My husband tells me every day how much he loves me, and he shows me that love all the time. The problem is that we’ve been married for five months and everyone notices that he’s always staring at other women. I am embarrassed by this. He says he’s not aware of it. I’m so angry. I am a beautiful woman for my age. What do you suggest that I do?
I really enjoyed this question because I think this is a situation that can be easily remedied with a touch of understanding and a dollop of kindness. I feel your husband’s embarrassment here, and I’m going to ask you to tread lightly with him for a time. First and foremost, it is obvious to me that your husband is very smitten with you. There is no other woman he’d rather make love to, and he has no desire to stray from you at all.
Still, like all people, he is hardwired biologically to seek diversity in mating. It’s very simple what is happening here … His ‘reptilian’ brain is sending signals to him to scope for potential mates. It’s something we all do. You do it, too. The difference is that you are very discreet about it. Most people are. We all have our little gazing flirtations, in the market, at the library … Some people are highly visual in their inclinations … like your husband. He is also very taken with aesthetic qualities — he likes pretty things and pretty girls. This is very healthy and normal.
It does become a problem if his looking is attracting a lot of attention. I believe he is being very honest when he says he doesn’t notice what he’s doing — many guys don’t. It’s nature at work, just business as usual in the animal kingdom. For some people, discretion is a little harder to come by. I feel that your husband is a bit rough around the edges when it comes to a lot of social proprieties. He misses social cues and doesn’t always read people well. No matter, he makes up for it with his goodness and his honesty.

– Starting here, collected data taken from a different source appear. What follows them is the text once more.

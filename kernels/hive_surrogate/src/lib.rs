// HIVE Surrogate Reconstruction Core
//
// Reduced-order surrogate of HIVE thermal simulations: a pre-trained
// boosted-tree regressor predicts POD mode coefficients from
// (time, physical parameters), and a linear basis expands those
// coefficients back into a full temperature field over the experiment
// mesh. Both artifacts come from an offline training run and are loaded
// once, read-only, per session.
//
// Module map:
// - regressor:   boosted-tree ensemble, forward inference only
// - basis:       POD mean/components/scale, NPZ loading, linear expansion
// - reconstruct: the surrogate core combining both, plus the time-series
//                convenience pass over a pulse grid
// - params:      uncertain-parameter config -> labelled input bounds
// - field_io:    spatial template rewrite + renderer subprocess hand-off
// - setup:       explicit, idempotent artifact presence check
// - types/error: shared value types and the fatal error taxonomy

pub mod basis;
pub mod error;
pub mod field_io;
pub mod params;
pub mod reconstruct;
pub mod regressor;
pub mod setup;
pub mod types;

pub use basis::PodBasis;
pub use error::SurrogateError;
pub use params::{parse_parameters, ParameterSpec};
pub use reconstruct::{max_reduction, SurrogateReconstructor};
pub use regressor::GradientBoostedRegressor;
pub use setup::{ensure_artifacts, ArtifactPaths};
pub use types::{ReconstructionRequest, TimeGrid, TimeSeries};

What you need to do is very simple. When you notice him staring at a pretty girl, give him a little tap on the hand, just to get his attention back on you. Don’t judge him or scold him. He feels awkward enough already. Later, if you want, ask him what he found appealing about the girl. Be nice about it — she’s no competition for you –.just be curious, and pay attention. After a time, as the two of you openly talk about what he is attracted to and why, I have a feeling he won’t be staring in such an obvious fashion anymore. He’s a good man, Angie. Don’t let a quirk or two bring you down.